### Instructions to follow
Print the listing below in full. Alter nothing.

### Exercise materials
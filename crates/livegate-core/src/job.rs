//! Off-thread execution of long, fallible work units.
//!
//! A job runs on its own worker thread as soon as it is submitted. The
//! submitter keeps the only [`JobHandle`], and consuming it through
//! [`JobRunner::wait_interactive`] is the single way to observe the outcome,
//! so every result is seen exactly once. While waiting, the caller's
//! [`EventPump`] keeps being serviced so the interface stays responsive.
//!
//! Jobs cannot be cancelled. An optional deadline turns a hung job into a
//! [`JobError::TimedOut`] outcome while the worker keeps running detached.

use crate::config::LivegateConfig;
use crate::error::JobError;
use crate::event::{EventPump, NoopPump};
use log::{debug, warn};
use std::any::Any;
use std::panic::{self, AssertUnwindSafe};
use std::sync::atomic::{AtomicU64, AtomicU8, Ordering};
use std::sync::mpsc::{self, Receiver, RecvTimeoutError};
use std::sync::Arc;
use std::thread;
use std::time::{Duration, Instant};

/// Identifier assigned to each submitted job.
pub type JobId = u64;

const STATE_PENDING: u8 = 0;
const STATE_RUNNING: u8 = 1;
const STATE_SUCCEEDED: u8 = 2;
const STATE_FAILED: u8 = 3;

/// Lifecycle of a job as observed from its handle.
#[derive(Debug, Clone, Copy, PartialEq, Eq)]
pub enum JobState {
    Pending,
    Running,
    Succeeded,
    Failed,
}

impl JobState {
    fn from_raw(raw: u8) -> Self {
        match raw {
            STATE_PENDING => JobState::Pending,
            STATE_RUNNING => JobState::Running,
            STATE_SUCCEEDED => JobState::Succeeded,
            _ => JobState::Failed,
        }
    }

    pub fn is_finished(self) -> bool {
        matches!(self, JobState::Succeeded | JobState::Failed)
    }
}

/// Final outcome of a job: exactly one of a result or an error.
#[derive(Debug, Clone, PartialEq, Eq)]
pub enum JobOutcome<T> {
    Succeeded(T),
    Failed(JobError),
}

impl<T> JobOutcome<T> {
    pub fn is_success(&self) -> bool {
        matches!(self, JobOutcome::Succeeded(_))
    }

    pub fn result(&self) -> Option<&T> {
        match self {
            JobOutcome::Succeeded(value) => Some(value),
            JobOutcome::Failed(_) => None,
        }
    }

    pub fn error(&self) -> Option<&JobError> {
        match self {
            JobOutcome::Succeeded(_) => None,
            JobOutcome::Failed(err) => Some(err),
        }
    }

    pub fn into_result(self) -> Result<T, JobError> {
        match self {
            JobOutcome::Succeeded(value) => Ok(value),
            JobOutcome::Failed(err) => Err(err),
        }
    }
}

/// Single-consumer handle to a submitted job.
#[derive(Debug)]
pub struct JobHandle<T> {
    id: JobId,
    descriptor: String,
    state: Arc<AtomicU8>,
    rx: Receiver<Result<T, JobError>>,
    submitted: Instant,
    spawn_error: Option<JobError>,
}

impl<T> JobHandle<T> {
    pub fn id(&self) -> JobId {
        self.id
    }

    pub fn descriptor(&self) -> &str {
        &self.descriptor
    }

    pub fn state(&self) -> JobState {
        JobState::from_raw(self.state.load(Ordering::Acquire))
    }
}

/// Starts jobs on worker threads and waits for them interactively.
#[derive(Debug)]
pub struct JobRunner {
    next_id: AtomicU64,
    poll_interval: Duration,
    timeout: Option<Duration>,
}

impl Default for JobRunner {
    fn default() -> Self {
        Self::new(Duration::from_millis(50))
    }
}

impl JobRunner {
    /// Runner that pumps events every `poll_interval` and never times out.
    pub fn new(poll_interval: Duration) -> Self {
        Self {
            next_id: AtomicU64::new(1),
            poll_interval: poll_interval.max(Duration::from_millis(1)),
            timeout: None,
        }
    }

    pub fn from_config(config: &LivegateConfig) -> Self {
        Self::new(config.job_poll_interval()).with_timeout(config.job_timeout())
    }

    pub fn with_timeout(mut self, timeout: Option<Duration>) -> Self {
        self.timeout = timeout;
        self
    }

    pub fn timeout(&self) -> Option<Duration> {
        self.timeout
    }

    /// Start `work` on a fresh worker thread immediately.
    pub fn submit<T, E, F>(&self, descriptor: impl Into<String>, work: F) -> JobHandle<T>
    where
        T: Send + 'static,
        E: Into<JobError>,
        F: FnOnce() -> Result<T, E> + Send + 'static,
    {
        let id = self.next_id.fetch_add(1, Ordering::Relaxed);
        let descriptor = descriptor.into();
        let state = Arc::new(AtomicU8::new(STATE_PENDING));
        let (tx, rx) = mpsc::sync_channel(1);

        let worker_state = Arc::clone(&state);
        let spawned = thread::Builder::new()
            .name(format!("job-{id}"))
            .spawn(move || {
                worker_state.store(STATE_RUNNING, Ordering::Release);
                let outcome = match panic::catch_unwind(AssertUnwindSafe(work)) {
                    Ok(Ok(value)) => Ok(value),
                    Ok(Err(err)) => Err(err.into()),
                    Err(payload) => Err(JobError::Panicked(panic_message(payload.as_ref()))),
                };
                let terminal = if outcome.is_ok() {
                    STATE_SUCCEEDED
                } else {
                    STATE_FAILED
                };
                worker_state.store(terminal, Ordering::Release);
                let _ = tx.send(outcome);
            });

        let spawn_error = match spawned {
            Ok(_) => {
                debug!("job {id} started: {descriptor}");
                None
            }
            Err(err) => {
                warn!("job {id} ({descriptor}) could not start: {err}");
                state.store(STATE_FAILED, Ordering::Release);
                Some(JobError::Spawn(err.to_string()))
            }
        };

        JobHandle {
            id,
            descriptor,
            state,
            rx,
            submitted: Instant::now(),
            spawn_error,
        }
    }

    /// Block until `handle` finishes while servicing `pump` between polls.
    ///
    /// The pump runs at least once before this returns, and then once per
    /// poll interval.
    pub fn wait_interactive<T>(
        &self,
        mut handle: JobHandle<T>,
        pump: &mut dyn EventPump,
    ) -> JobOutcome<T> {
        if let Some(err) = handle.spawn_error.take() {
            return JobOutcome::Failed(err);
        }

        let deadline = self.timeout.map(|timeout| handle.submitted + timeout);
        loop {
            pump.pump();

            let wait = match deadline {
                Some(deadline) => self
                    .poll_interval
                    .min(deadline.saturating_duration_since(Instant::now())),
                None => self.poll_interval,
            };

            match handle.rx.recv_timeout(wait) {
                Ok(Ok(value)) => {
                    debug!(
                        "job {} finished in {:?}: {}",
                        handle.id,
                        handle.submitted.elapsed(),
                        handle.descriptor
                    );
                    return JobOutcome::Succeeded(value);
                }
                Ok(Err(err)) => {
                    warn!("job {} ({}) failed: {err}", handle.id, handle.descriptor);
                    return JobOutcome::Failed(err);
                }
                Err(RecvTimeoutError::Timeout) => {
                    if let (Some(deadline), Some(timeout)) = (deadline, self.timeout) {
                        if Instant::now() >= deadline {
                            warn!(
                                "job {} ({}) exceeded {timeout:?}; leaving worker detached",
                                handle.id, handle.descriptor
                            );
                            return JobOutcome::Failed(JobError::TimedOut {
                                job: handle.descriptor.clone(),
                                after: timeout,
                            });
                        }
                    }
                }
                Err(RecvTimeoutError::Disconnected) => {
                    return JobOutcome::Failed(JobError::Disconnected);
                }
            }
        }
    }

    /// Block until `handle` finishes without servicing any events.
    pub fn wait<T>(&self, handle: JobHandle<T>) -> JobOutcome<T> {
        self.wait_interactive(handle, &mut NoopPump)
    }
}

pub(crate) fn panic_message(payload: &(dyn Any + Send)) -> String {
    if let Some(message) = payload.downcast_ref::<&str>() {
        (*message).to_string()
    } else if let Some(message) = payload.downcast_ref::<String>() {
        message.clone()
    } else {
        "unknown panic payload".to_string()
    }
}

### Worked solution
filename crates/livegate-core/src/job.rs
//! Off-thread execution of long, fallible work units.
//!
//! A job runs on its own worker thread as soon as it is submitted. The
//! submitter keeps the only [`JobHandle`], and consuming it through
//! [`JobRunner::wait_interactive`] is the single way to observe the outcome,
//! so every result is seen exactly once. While waiting, the caller's
//! [`EventPump`] keeps being serviced so the interface stays responsive.
//!
//! Jobs cannot be cancelled. An optional deadline turns a hung job into a
//! [`JobError::TimedOut`] outcome while the worker keeps running detached.

use crate::config::LivegateConfig;
use crate::error::JobError;
use crate::event::{EventPump, NoopPump};
use log::{debug, warn};
use std::any::Any;
use std::panic::{self, AssertUnwindSafe};
use std::sync::atomic::{AtomicU64, AtomicU8, Ordering};
use std::sync::mpsc::{self, Receiver, RecvTimeoutError};
use std::sync::Arc;
use std::thread;
use std::time::{Duration, Instant};

/// Identifier assigned to each submitted job.
pub type JobId = u64;

const STATE_PENDING: u8 = 0;
const STATE_RUNNING: u8 = 1;
const STATE_SUCCEEDED: u8 = 2;
const STATE_FAILED: u8 = 3;

/// Lifecycle of a job as observed from its handle.
#[derive(Debug, Clone, Copy, PartialEq, Eq)]
pub enum JobState {
    Pending,
    Running,
    Succeeded,
    Failed,
}

impl JobState {
    fn from_raw(raw: u8) -> Self {
        match raw {
            STATE_PENDING => JobState::Pending,
            STATE_RUNNING => JobState::Running,
            STATE_SUCCEEDED => JobState::Succeeded,
            _ => JobState::Failed,
        }
    }

    pub fn is_finished(self) -> bool {
        matches!(self, JobState::Succeeded | JobState::Failed)
    }
}

/// Final outcome of a job: exactly one of a result or an error.
#[derive(Debug, Clone, PartialEq, Eq)]
pub enum JobOutcome<T> {
    Succeeded(T),
    Failed(JobError),
}

impl<T> JobOutcome<T> {
    pub fn is_success(&self) -> bool {
        matches!(self, JobOutcome::Succeeded(_))
    }

    pub fn result(&self) -> Option<&T> {
        match self {
            JobOutcome::Succeeded(value) => Some(value),
            JobOutcome::Failed(_) => None,
        }
    }

    pub fn error(&self) -> Option<&JobError> {
        match self {
            JobOutcome::Succeeded(_) => None,
            JobOutcome::Failed(err) => Some(err),
        }
    }

    pub fn into_result(self) -> Result<T, JobError> {
        match self {
            JobOutcome::Succeeded(value) => Ok(value),
            JobOutcome::Failed(err) => Err(err),
        }
    }
}

/// Single-consumer handle to a submitted job.
#[derive(Debug)]
pub struct JobHandle<T> {
    id: JobId,
    descriptor: String,
    state: Arc<AtomicU8>,
    rx: Receiver<Result<T, JobError>>,
    submitted: Instant,
    spawn_error: Option<JobError>,
}

impl<T> JobHandle<T> {
    pub fn id(&self) -> JobId {
        self.id
    }

    pub fn descriptor(&self) -> &str {
        &self.descriptor
    }

    pub fn state(&self) -> JobState {
        JobState::from_raw(self.state.load(Ordering::Acquire))
    }
}

/// Starts jobs on worker threads and waits for them interactively.
#[derive(Debug)]
pub struct JobRunner {
    next_id: AtomicU64,
    poll_interval: Duration,
    timeout: Option<Duration>,
}

impl Default for JobRunner {
    fn default() -> Self {
        Self::new(Duration::from_millis(50))
    }
}

impl JobRunner {
    /// Runner that pumps events every `poll_interval` and never times out.
    pub fn new(poll_interval: Duration) -> Self {
        Self {
            next_id: AtomicU64::new(1),
            poll_interval: poll_interval.max(Duration::from_millis(1)),
            timeout: None,
        }
    }

    pub fn from_config(config: &LivegateConfig) -> Self {
        Self::new(config.job_poll_interval()).with_timeout(config.job_timeout())
    }

    pub fn with_timeout(mut self, timeout: Option<Duration>) -> Self {
        self.timeout = timeout;
        self
    }

    pub fn timeout(&self) -> Option<Duration> {
        self.timeout
    }

    /// Start `work` on a fresh worker thread immediately.
    pub fn submit<T, E, F>(&self, descriptor: impl Into<String>, work: F) -> JobHandle<T>
    where
        T: Send + 'static,
        E: Into<JobError>,
        F: FnOnce() -> Result<T, E> + Send + 'static,
    {
        let id = self.next_id.fetch_add(1, Ordering::Relaxed);
        let descriptor = descriptor.into();
        let state = Arc::new(AtomicU8::new(STATE_PENDING));
        let (tx, rx) = mpsc::sync_channel(1);

        let worker_state = Arc::clone(&state);
        let spawned = thread::Builder::new()
            .name(format!("job-{id}"))
            .spawn(move || {
                worker_state.store(STATE_RUNNING, Ordering::Release);
                let outcome = match panic::catch_unwind(AssertUnwindSafe(work)) {
                    Ok(Ok(value)) => Ok(value),
                    Ok(Err(err)) => Err(err.into()),
                    Err(payload) => Err(JobError::Panicked(panic_message(payload.as_ref()))),
                };
                let terminal = if outcome.is_ok() {
                    STATE_SUCCEEDED
                } else {
                    STATE_FAILED
                };
                worker_state.store(terminal, Ordering::Release);
                let _ = tx.send(outcome);
            });

        let spawn_error = match spawned {
            Ok(_) => {
                debug!("job {id} started: {descriptor}");
                None
            }
            Err(err) => {
                warn!("job {id} ({descriptor}) could not start: {err}");
                state.store(STATE_FAILED, Ordering::Release);
                Some(JobError::Spawn(err.to_string()))
            }
        };

        JobHandle {
            id,
            descriptor,
            state,
            rx,
            submitted: Instant::now(),
            spawn_error,
        }
    }

    /// Block until `handle` finishes while servicing `pump` between polls.
    ///
    /// The pump runs at least once before this returns, and then once per
    /// poll interval.
    pub fn wait_interactive<T>(
        &self,
        mut handle: JobHandle<T>,
        pump: &mut dyn EventPump,
    ) -> JobOutcome<T> {
        if let Some(err) = handle.spawn_error.take() {
            return JobOutcome::Failed(err);
        }

        let deadline = self.timeout.map(|timeout| handle.submitted + timeout);
        loop {
            pump.pump();

            let wait = match deadline {
                Some(deadline) => self
                    .poll_interval
                    .min(deadline.saturating_duration_since(Instant::now())),
                None => self.poll_interval,
            };

            match handle.rx.recv_timeout(wait) {
                Ok(Ok(value)) => {
                    debug!(
                        "job {} finished in {:?}: {}",
                        handle.id,
                        handle.submitted.elapsed(),
                        handle.descriptor
                    );
                    return JobOutcome::Succeeded(value);
                }
                Ok(Err(err)) => {
                    warn!("job {} ({}) failed: {err}", handle.id, handle.descriptor);
                    return JobOutcome::Failed(err);
                }
                Err(RecvTimeoutError::Timeout) => {
                    if let (Some(deadline), Some(timeout)) = (deadline, self.timeout) {
                        if Instant::now() >= deadline {
                            warn!(
                                "job {} ({}) exceeded {timeout:?}; leaving worker detached",
                                handle.id, handle.descriptor
                            );
                            return JobOutcome::Failed(JobError::TimedOut {
                                job: handle.descriptor.clone(),
                                after: timeout,
                            });
                        }
                    }
                }
                Err(RecvTimeoutError::Disconnected) => {
                    return JobOutcome::Failed(JobError::Disconnected);
                }
            }
        }
    }

    /// Block until `handle` finishes without servicing any events.
    pub fn wait<T>(&self, handle: JobHandle<T>) -> JobOutcome<T> {
        self.wait_interactive(handle, &mut NoopPump)
    }
}

pub(crate) fn panic_message(payload: &(dyn Any + Send)) -> String {
    if let Some(message) = payload.downcast_ref::<&str>() {
        (*message).to_string()
    } else if let Some(message) = payload.downcast_ref::<String>() {
        message.clone()
    } else {
        "unknown panic payload".to_string()
    }
}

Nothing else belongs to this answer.